■ **About this exercise**:
Could you filter the data below down to the lines that hold the word "bool"?

Records provided below:

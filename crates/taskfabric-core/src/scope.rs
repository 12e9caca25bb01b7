//! Task scopes and the `invoke` wiring surface.
//!
//! A [`Scope`] collects child task invocations. The canonical shape mirrors
//! the dataflow style this runtime targets:
//!
//! ```ignore
//! task()
//!     .invoke(producer, (&a, n))
//!     .invoke(adder, (&a, &b, &c, n))
//!     .invoke(consumer, (&c, n));
//! // the scope joins its children when it goes out of scope
//! ```
//!
//! Arguments are resolved by type-directed adapters ([`ArgInto`]): a
//! `&Stream` becomes the matching endpoint, a `&MmapArray` yields one view
//! per invocation, an `Mmap` argument adapts to an `AsyncMmap` parameter by
//! spawning a detached service task, and [`Seq`] expands to an increasing
//! ordinal. Scalar and view arguments pass through by value.
//!
//! A root scope (created outside any running graph) drives the scheduler
//! when joined or dropped. A nested scope (created inside a task body) is
//! `.await`ed, suspending the enclosing task until its children finish.

use std::cell::Cell;
use std::future::{Future, IntoFuture};
use std::pin::Pin;
use std::rc::Rc;
use std::task::{Context, Poll};

use tracing::warn;

use crate::scheduler::{self, Config, Executor, Mode, ScopeId, TaskFuture};

/// Handle to a scheduler instance with explicit configuration.
///
/// Most graphs use the free [`task`]/[`parallel`] constructors, which fall
/// back to a default-configured scheduler at the root. Construct a
/// `Runtime` when the scheduler needs tuning (e.g. the deadlock scan
/// limit).
pub struct Runtime {
    exec: Rc<Executor>,
}

impl Runtime {
    /// Creates a runtime with default configuration.
    pub fn new() -> Self {
        Self::with_config(Config::default())
    }

    /// Creates a runtime with the given configuration.
    pub fn with_config(config: Config) -> Self {
        Self {
            exec: Executor::new(config),
        }
    }

    /// Opens a root task scope on this runtime.
    pub fn task(&self) -> Scope {
        Scope::new(self.exec.clone(), true)
    }

    /// Alias of [`Runtime::task`]; both spellings construct the same scope.
    pub fn parallel(&self) -> Scope {
        self.task()
    }
}

impl Default for Runtime {
    fn default() -> Self {
        Self::new()
    }
}

/// Opens a task scope.
///
/// Inside a running graph this attaches to the enclosing scheduler and the
/// returned scope must be `.await`ed. Outside a graph it creates a fresh
/// default scheduler and the scope joins on [`Scope::join`] or on drop.
pub fn task() -> Scope {
    match scheduler::current() {
        Some(exec) => Scope::new(exec, false),
        None => Scope::new(Executor::new(Config::default()), true),
    }
}

/// Alias of [`task`]; conventionally used for scopes that only wire
/// children together and do no computation of their own.
pub fn parallel() -> Scope {
    task()
}

/// A scope owning a set of child task invocations.
pub struct Scope {
    exec: Rc<Executor>,
    id: ScopeId,
    root: bool,
    joined: Cell<bool>,
}

impl Scope {
    fn new(exec: Rc<Executor>, root: bool) -> Self {
        let id = exec.alloc_scope();
        Self {
            exec,
            id,
            root,
            joined: Cell::new(false),
        }
    }

    /// Invokes `f` once as a joined child.
    pub fn invoke<Params, Args, F>(self, f: F, args: Args) -> Self
    where
        F: TaskFactory<Params, Args>,
    {
        self.spawn_children(1, Mode::Join, None, &f, &args);
        self
    }

    /// Invokes `f` once as a joined child with a diagnostic label.
    pub fn invoke_named<Params, Args, F>(self, label: &str, f: F, args: Args) -> Self
    where
        F: TaskFactory<Params, Args>,
    {
        self.spawn_children(1, Mode::Join, Some(label), &f, &args);
        self
    }

    /// Invokes `f` once as a detached child. Detached children are never
    /// awaited; they are torn down when the root scope exits.
    pub fn invoke_detached<Params, Args, F>(self, f: F, args: Args) -> Self
    where
        F: TaskFactory<Params, Args>,
    {
        self.spawn_children(1, Mode::Detach, None, &f, &args);
        self
    }

    /// Invokes `f` `n` times as joined children, applying argument
    /// adapters independently per instantiation.
    pub fn invoke_n<Params, Args, F>(self, n: usize, f: F, args: Args) -> Self
    where
        F: TaskFactory<Params, Args>,
    {
        self.spawn_children(n, Mode::Join, None, &f, &args);
        self
    }

    /// Invokes `f` `n` times as detached children.
    pub fn invoke_n_detached<Params, Args, F>(self, n: usize, f: F, args: Args) -> Self
    where
        F: TaskFactory<Params, Args>,
    {
        self.spawn_children(n, Mode::Detach, None, &f, &args);
        self
    }

    fn spawn_children<Params, Args, F>(
        &self,
        n: usize,
        mode: Mode,
        label: Option<&str>,
        f: &F,
        args: &Args,
    ) where
        F: TaskFactory<Params, Args>,
    {
        let mut cx = InvokeCx {
            exec: &self.exec,
            scope: self.id,
        };
        for i in 0..n {
            let future = f.instantiate(args, &mut cx);
            let base = label
                .map(str::to_string)
                .unwrap_or_else(short_type_name::<F>);
            let label = if n > 1 { format!("{base}#{i}") } else { base };
            self.exec.spawn(self.id, mode, label, future);
        }
    }

    /// Waits for every joined child of this graph to finish.
    ///
    /// Only valid on a root scope; nested scopes suspend the enclosing
    /// task instead, via `.await`.
    pub fn join(self) {
        assert!(
            self.root,
            "nested scopes must be `.await`ed, not joined synchronously"
        );
        self.joined.set(true);
        self.exec.drive_root();
    }
}

impl Drop for Scope {
    fn drop(&mut self) {
        if self.joined.get() || std::thread::panicking() {
            return;
        }
        if self.root {
            self.exec.drive_root();
        } else {
            let pending = self.exec.scope_pending(self.id);
            if pending > 0 {
                warn!(
                    pending,
                    "nested scope dropped without awaiting its children; \
                     they keep running until the root scope exits"
                );
            }
        }
    }
}

/// Future returned by awaiting a nested [`Scope`].
pub struct ScopeJoin {
    exec: Rc<Executor>,
    id: ScopeId,
}

impl Future for ScopeJoin {
    type Output = ();

    fn poll(self: Pin<&mut Self>, _cx: &mut Context<'_>) -> Poll<()> {
        let pending = self.exec.scope_pending(self.id);
        if pending == 0 {
            Poll::Ready(())
        } else {
            scheduler::note_yield(format!("scope join: {pending} children pending"));
            Poll::Pending
        }
    }
}

impl IntoFuture for Scope {
    type Output = ();
    type IntoFuture = ScopeJoin;

    fn into_future(self) -> ScopeJoin {
        self.joined.set(true);
        ScopeJoin {
            exec: self.exec.clone(),
            id: self.id,
        }
    }
}

/// Per-`invoke` adapter context handed to [`ArgInto::resolve`].
pub struct InvokeCx<'a> {
    exec: &'a Rc<Executor>,
    scope: ScopeId,
}

impl InvokeCx<'_> {
    /// Spawns a detached helper task (e.g. an async-mmap service) as part
    /// of resolving an argument.
    pub(crate) fn spawn_detached(&mut self, label: String, future: TaskFuture) {
        self.exec.spawn(self.scope, Mode::Detach, label, future);
    }
}

/// Converts an `invoke` argument into the parameter type a task function
/// expects.
///
/// The adapter is chosen by matching argument and parameter shapes:
/// identity for values, endpoint extraction for `&Stream`, positional
/// slots for `&MmapArray` and stream bundles, async adaptation for
/// `Mmap` → `AsyncMmap`, and sequence-next for [`Seq`].
pub trait ArgInto<P> {
    /// Produces the parameter value for one task instantiation.
    fn resolve(&self, cx: &mut InvokeCx<'_>) -> P;
}

impl<P: Clone> ArgInto<P> for P {
    fn resolve(&self, _cx: &mut InvokeCx<'_>) -> P {
        self.clone()
    }
}

/// Expands to an increasing integer on each invocation within the same
/// `invoke` call, giving replicated workers ordinal identities.
pub struct Seq {
    next: Cell<u64>,
}

impl Seq {
    /// Starts the sequence at zero.
    pub fn new() -> Self {
        Self { next: Cell::new(0) }
    }
}

impl Default for Seq {
    fn default() -> Self {
        Self::new()
    }
}

macro_rules! impl_seq_arg {
    ($($t:ty),* $(,)?) => {$(
        impl ArgInto<$t> for Seq {
            fn resolve(&self, _cx: &mut InvokeCx<'_>) -> $t {
                let v = self.next.get();
                self.next.set(v + 1);
                v as $t
            }
        }
    )*};
}

impl_seq_arg!(usize, u64, u32, i64, i32);

/// Instantiates a task function against a tuple of `invoke` arguments.
///
/// Implemented for every `Fn` of up to eight parameters whose arguments
/// each implement [`ArgInto`] of the corresponding parameter type.
pub trait TaskFactory<Params, Args> {
    /// Resolves the arguments and packages one task instance.
    fn instantiate(&self, args: &Args, cx: &mut InvokeCx<'_>) -> TaskFuture;
}

macro_rules! impl_task_factory {
    ($(($P:ident, $A:ident, $idx:tt)),*) => {
        impl<Func, Fut, $($P,)* $($A,)*> TaskFactory<($($P,)*), ($($A,)*)> for Func
        where
            Func: Fn($($P),*) -> Fut,
            Fut: Future<Output = ()> + 'static,
            $($A: ArgInto<$P>,)*
        {
            #[allow(unused_variables)]
            fn instantiate(&self, args: &($($A,)*), cx: &mut InvokeCx<'_>) -> TaskFuture {
                Box::pin((self)($(args.$idx.resolve(cx)),*))
            }
        }
    };
}

impl_task_factory!();
impl_task_factory!((P0, A0, 0));
impl_task_factory!((P0, A0, 0), (P1, A1, 1));
impl_task_factory!((P0, A0, 0), (P1, A1, 1), (P2, A2, 2));
impl_task_factory!((P0, A0, 0), (P1, A1, 1), (P2, A2, 2), (P3, A3, 3));
impl_task_factory!((P0, A0, 0), (P1, A1, 1), (P2, A2, 2), (P3, A3, 3), (P4, A4, 4));
impl_task_factory!(
    (P0, A0, 0),
    (P1, A1, 1),
    (P2, A2, 2),
    (P3, A3, 3),
    (P4, A4, 4),
    (P5, A5, 5)
);
impl_task_factory!(
    (P0, A0, 0),
    (P1, A1, 1),
    (P2, A2, 2),
    (P3, A3, 3),
    (P4, A4, 4),
    (P5, A5, 5),
    (P6, A6, 6)
);
impl_task_factory!(
    (P0, A0, 0),
    (P1, A1, 1),
    (P2, A2, 2),
    (P3, A3, 3),
    (P4, A4, 4),
    (P5, A5, 5),
    (P6, A6, 6),
    (P7, A7, 7)
);

fn short_type_name<F>() -> String {
    let full = std::any::type_name::<F>();
    full.rsplit("::").next().unwrap_or(full).to_string()
}
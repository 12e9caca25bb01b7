//! # taskfabric
//!
//! A task-level dataflow runtime for expressing pipelined, parallel
//! computations as static graphs of long-running tasks connected by
//! bounded FIFO streams.
//!
//! Authors declare plain `async fn` tasks; each task reads from input
//! streams, computes, and writes to output streams, or performs
//! random-access reads and writes against memory views. The runtime
//! schedules tasks cooperatively on a single thread, passes typed values
//! across streams with end-of-transmission markers, and joins or detaches
//! children to their enclosing scope.
//!
//! ## Quick start
//!
//! ```
//! use taskfabric::prelude::*;
//!
//! async fn mmap_to_stream(src: Mmap<f32>, n: u64, out: WriteEnd<f32>) {
//!     for i in 0..n as usize {
//!         out.write(src.get(i)).await;
//!     }
//! }
//!
//! async fn add(a: ReadEnd<f32>, b: ReadEnd<f32>, c: WriteEnd<f32>, n: u64) {
//!     for _ in 0..n as usize {
//!         c.write(a.read().await + b.read().await).await;
//!     }
//! }
//!
//! async fn stream_to_mmap(src: ReadEnd<f32>, dst: Mmap<f32>, n: u64) {
//!     for i in 0..n as usize {
//!         dst.set(i, src.read().await);
//!     }
//! }
//!
//! let mut a = vec![1.0f32, 2.0, 3.0];
//! let mut b = vec![10.0f32, 20.0, 30.0];
//! let mut c = vec![0.0f32; 3];
//! let n = 3u64;
//!
//! let a_q = Stream::<f32, 2>::new("a");
//! let b_q = Stream::<f32, 2>::new("b");
//! let c_q = Stream::<f32, 2>::new("c");
//!
//! task()
//!     .invoke(mmap_to_stream, (Mmap::from_slice(&mut a), n, &a_q))
//!     .invoke(mmap_to_stream, (Mmap::from_slice(&mut b), n, &b_q))
//!     .invoke(add, (&a_q, &b_q, &c_q, n))
//!     .invoke(stream_to_mmap, (&c_q, Mmap::from_slice(&mut c), n))
//!     .join();
//!
//! assert_eq!(c, vec![11.0, 22.0, 33.0]);
//! ```

#![warn(missing_docs)]
#![warn(clippy::all)]

// Re-export core types
pub use taskfabric_core::*;

/// Prelude module for convenient imports.
pub mod prelude {
    pub use taskfabric_core::prelude::*;
}
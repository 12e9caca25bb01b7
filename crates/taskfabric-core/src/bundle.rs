//! Bundles of streams sharing element type and capacity.
//!
//! A [`StreamBundle<T, C, N>`] declares `N` independent streams at once;
//! lane `i` carries the debug name `"<name>[i]"`. Bundles are wiring
//! sugar: passed to an `invoke`, they peel off endpoints positionally, so
//! a row of replicated workers can each grab their own lane (or a narrower
//! sub-bundle) from a single argument. The peel cursor is shared across
//! every use of the same bundle within an invoke sequence and wraps with a
//! warning, like the mmap array's positional accessor.

use std::cell::Cell;
use std::ops::Index;

use bytemuck::Pod;
use tracing::warn;

use crate::scope::{ArgInto, InvokeCx};
use crate::stream::{ReadEnd, Stream, WriteEnd};
use crate::vector::Vector;

/// `N` independent streams of `T` with capacity `C`, indexable as `0..N`.
pub struct StreamBundle<T, const C: usize, const N: usize> {
    lanes: [Stream<T, C>; N],
    // Consumer-side and producer-side peeling advance independently, so
    // one bundle can feed a row of readers and a row of writers.
    read_cursor: Cell<usize>,
    write_cursor: Cell<usize>,
}

impl<T: 'static, const C: usize, const N: usize> StreamBundle<T, C, N> {
    /// Creates the bundle; lane `i` is named `"<name>[i]"`.
    pub fn new(name: &str) -> Self {
        Self {
            lanes: std::array::from_fn(|i| Stream::new(&format!("{name}[{i}]"))),
            read_cursor: Cell::new(0),
            write_cursor: Cell::new(0),
        }
    }

    /// Number of lanes.
    #[allow(clippy::len_without_is_empty)]
    pub fn len(&self) -> usize {
        N
    }

    fn take_lane(&self, cursor: &Cell<usize>) -> usize {
        let pos = cursor.get();
        if pos >= N {
            warn!(
                lane = pos % N,
                "positional access wrapped around a {N}-lane stream bundle"
            );
        }
        cursor.set(pos + 1);
        pos % N
    }
}

impl<T, const C: usize, const N: usize> Index<usize> for StreamBundle<T, C, N> {
    type Output = Stream<T, C>;

    fn index(&self, i: usize) -> &Stream<T, C> {
        &self.lanes[i]
    }
}

/// Consumer endpoints of `S` bundle lanes, indexable as `0..S`.
pub struct ReadEnds<T, const S: usize> {
    lanes: [ReadEnd<T>; S],
    cursor: Cell<usize>,
}

impl<T, const S: usize> ReadEnds<T, S> {
    fn new(lanes: [ReadEnd<T>; S]) -> Self {
        Self {
            lanes,
            cursor: Cell::new(0),
        }
    }

    /// Number of lanes.
    #[allow(clippy::len_without_is_empty)]
    pub fn len(&self) -> usize {
        S
    }

    fn take_lane(&self) -> usize {
        let pos = self.cursor.get();
        if pos >= S {
            warn!(
                lane = pos % S,
                "positional access wrapped around a {S}-lane endpoint bundle"
            );
        }
        self.cursor.set(pos + 1);
        pos % S
    }
}

impl<T: Pod + 'static, const S: usize> ReadEnds<T, S> {
    /// Reads one value from every lane, gathering them into a vector.
    pub async fn read_vec(&self) -> Vector<T, S> {
        let mut v: Vector<T, S> = bytemuck::Zeroable::zeroed();
        for i in 0..S {
            v.set(i, self.lanes[i].read().await);
        }
        v
    }
}

impl<T, const S: usize> Index<usize> for ReadEnds<T, S> {
    type Output = ReadEnd<T>;

    fn index(&self, i: usize) -> &ReadEnd<T> {
        &self.lanes[i]
    }
}

/// Producer endpoints of `S` bundle lanes, indexable as `0..S`.
pub struct WriteEnds<T, const S: usize> {
    lanes: [WriteEnd<T>; S],
    cursor: Cell<usize>,
}

impl<T, const S: usize> WriteEnds<T, S> {
    fn new(lanes: [WriteEnd<T>; S]) -> Self {
        Self {
            lanes,
            cursor: Cell::new(0),
        }
    }

    /// Number of lanes.
    #[allow(clippy::len_without_is_empty)]
    pub fn len(&self) -> usize {
        S
    }

    fn take_lane(&self) -> usize {
        let pos = self.cursor.get();
        if pos >= S {
            warn!(
                lane = pos % S,
                "positional access wrapped around a {S}-lane endpoint bundle"
            );
        }
        self.cursor.set(pos + 1);
        pos % S
    }

    /// Closes every lane.
    pub async fn close(&self) {
        for lane in &self.lanes {
            lane.close().await;
        }
    }
}

impl<T: Pod + 'static, const S: usize> WriteEnds<T, S> {
    /// Scatters the lanes of `v`, writing lane `i` to stream `i`.
    pub async fn write_vec(&self, v: Vector<T, S>) {
        for i in 0..S {
            self.lanes[i].write(v.get(i)).await;
        }
    }
}

impl<T, const S: usize> Index<usize> for WriteEnds<T, S> {
    type Output = WriteEnd<T>;

    fn index(&self, i: usize) -> &WriteEnd<T> {
        &self.lanes[i]
    }
}

// Positional-slot adapters: a bundle argument peels one lane (or a
// narrower sub-bundle) per resolution, in declaration order.

impl<T: 'static, const C: usize, const N: usize> ArgInto<ReadEnd<T>> for &StreamBundle<T, C, N> {
    fn resolve(&self, _cx: &mut InvokeCx<'_>) -> ReadEnd<T> {
        self.lanes[self.take_lane(&self.read_cursor)].read_end()
    }
}

impl<T: 'static, const C: usize, const N: usize> ArgInto<WriteEnd<T>> for &StreamBundle<T, C, N> {
    fn resolve(&self, _cx: &mut InvokeCx<'_>) -> WriteEnd<T> {
        self.lanes[self.take_lane(&self.write_cursor)].write_end()
    }
}

impl<T: 'static, const C: usize, const N: usize, const S: usize> ArgInto<ReadEnds<T, S>>
    for &StreamBundle<T, C, N>
{
    fn resolve(&self, _cx: &mut InvokeCx<'_>) -> ReadEnds<T, S> {
        ReadEnds::new(std::array::from_fn(|_| {
            self.lanes[self.take_lane(&self.read_cursor)].read_end()
        }))
    }
}

impl<T: 'static, const C: usize, const N: usize, const S: usize> ArgInto<WriteEnds<T, S>>
    for &StreamBundle<T, C, N>
{
    fn resolve(&self, _cx: &mut InvokeCx<'_>) -> WriteEnds<T, S> {
        WriteEnds::new(std::array::from_fn(|_| {
            self.lanes[self.take_lane(&self.write_cursor)].write_end()
        }))
    }
}

impl<T: 'static, const S: usize> ArgInto<ReadEnd<T>> for &ReadEnds<T, S> {
    fn resolve(&self, _cx: &mut InvokeCx<'_>) -> ReadEnd<T> {
        self.lanes[self.take_lane()].reattach()
    }
}

impl<T: 'static, const S: usize, const P: usize> ArgInto<ReadEnds<T, P>> for &ReadEnds<T, S> {
    fn resolve(&self, _cx: &mut InvokeCx<'_>) -> ReadEnds<T, P> {
        ReadEnds::new(std::array::from_fn(|_| {
            self.lanes[self.take_lane()].reattach()
        }))
    }
}

impl<T: 'static, const S: usize> ArgInto<WriteEnd<T>> for &WriteEnds<T, S> {
    fn resolve(&self, _cx: &mut InvokeCx<'_>) -> WriteEnd<T> {
        self.lanes[self.take_lane()].reattach()
    }
}

impl<T: 'static, const S: usize, const P: usize> ArgInto<WriteEnds<T, P>> for &WriteEnds<T, S> {
    fn resolve(&self, _cx: &mut InvokeCx<'_>) -> WriteEnds<T, P> {
        WriteEnds::new(std::array::from_fn(|_| {
            self.lanes[self.take_lane()].reattach()
        }))
    }
}
//! # Async Mmap Bandwidth Example
//!
//! Streams every vector of four memory banks through an async mmap:
//! a worker per bank issues pipelined read requests, bumps each lane,
//! and writes the vectors back, tracking batched write acknowledgements.
//!
//! ## Run this example:
//! ```bash
//! cargo run -p taskfabric --example bandwidth
//! ```
//!
//! ## What this demonstrates:
//!
//! - Adapting plain memory views to `AsyncMmap` at invoke time
//! - An `MmapArray` scattering one bank per replicated worker
//! - Windowed request pipelining with non-blocking stream operations
//! - The `count - 1` write acknowledgement encoding

use taskfabric::prelude::*;

const BANKS: usize = 4;
const LANES: usize = 8;

/// Reads back-to-back vectors, increments every lane, writes them back,
/// and waits for all stores to be acknowledged.
async fn rewrite_bank(mem: AsyncMmap<Vector<u32, 8>>, n: u64) {
    let mut issued = 0u64;
    let mut rewritten = 0u64;
    let mut acked = 0u64;

    while acked < n {
        // Keep up to 50 read requests in flight.
        if issued < n && issued < rewritten + 50 && mem.read_addr.try_write(issued) {
            issued += 1;
        }

        if let Some(v) = mem.read_data.try_read() {
            let mut w = v;
            for j in 0..LANES {
                w.set(j, v.get(j) + 1);
            }
            mem.write_addr.write(rewritten).await;
            mem.write_data.write(w).await;
            rewritten += 1;
        }

        while let Some(r) = mem.write_resp.try_read() {
            acked += u64::from(r) + 1;
        }

        yield_now("bandwidth: request pass").await;
    }
}

fn main() {
    tracing_subscriber::fmt::init();

    println!("=== taskfabric Async Mmap Bandwidth Example ===\n");

    let n = 256u64;
    let mut banks: Vec<Vec<u32>> = (0..BANKS)
        .map(|bank| {
            (0..n as usize * LANES)
                .map(|j| (bank ^ j) as u32)
                .collect()
        })
        .collect();

    println!(
        "Rewriting {} vectors of {LANES} lanes across {BANKS} banks\n",
        n as usize * BANKS
    );

    {
        let mut iter = banks.iter_mut();
        let chan = MmapArray::<u32, BANKS>::new(std::array::from_fn(|_| {
            Mmap::from_slice(iter.next().expect("one view per bank"))
        }))
        .vectorized::<8>();

        task().invoke_n(BANKS, rewrite_bank, (&chan, n)).join();
    }

    let mut errors = 0u64;
    for (bank, data) in banks.iter().enumerate() {
        for (j, &v) in data.iter().enumerate() {
            if v != (bank ^ j) as u32 + 1 {
                errors += 1;
            }
        }
    }

    if errors == 0 {
        println!("PASS: every lane was incremented exactly once");
    } else {
        println!("FAIL: {errors} mismatched lanes");
        std::process::exit(1);
    }
}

End of Records provided.

■ **Written answer**:
    root: bool,
    joined: Cell<bool>,
    fn new(exec: Rc<Executor>, root: bool) -> Self {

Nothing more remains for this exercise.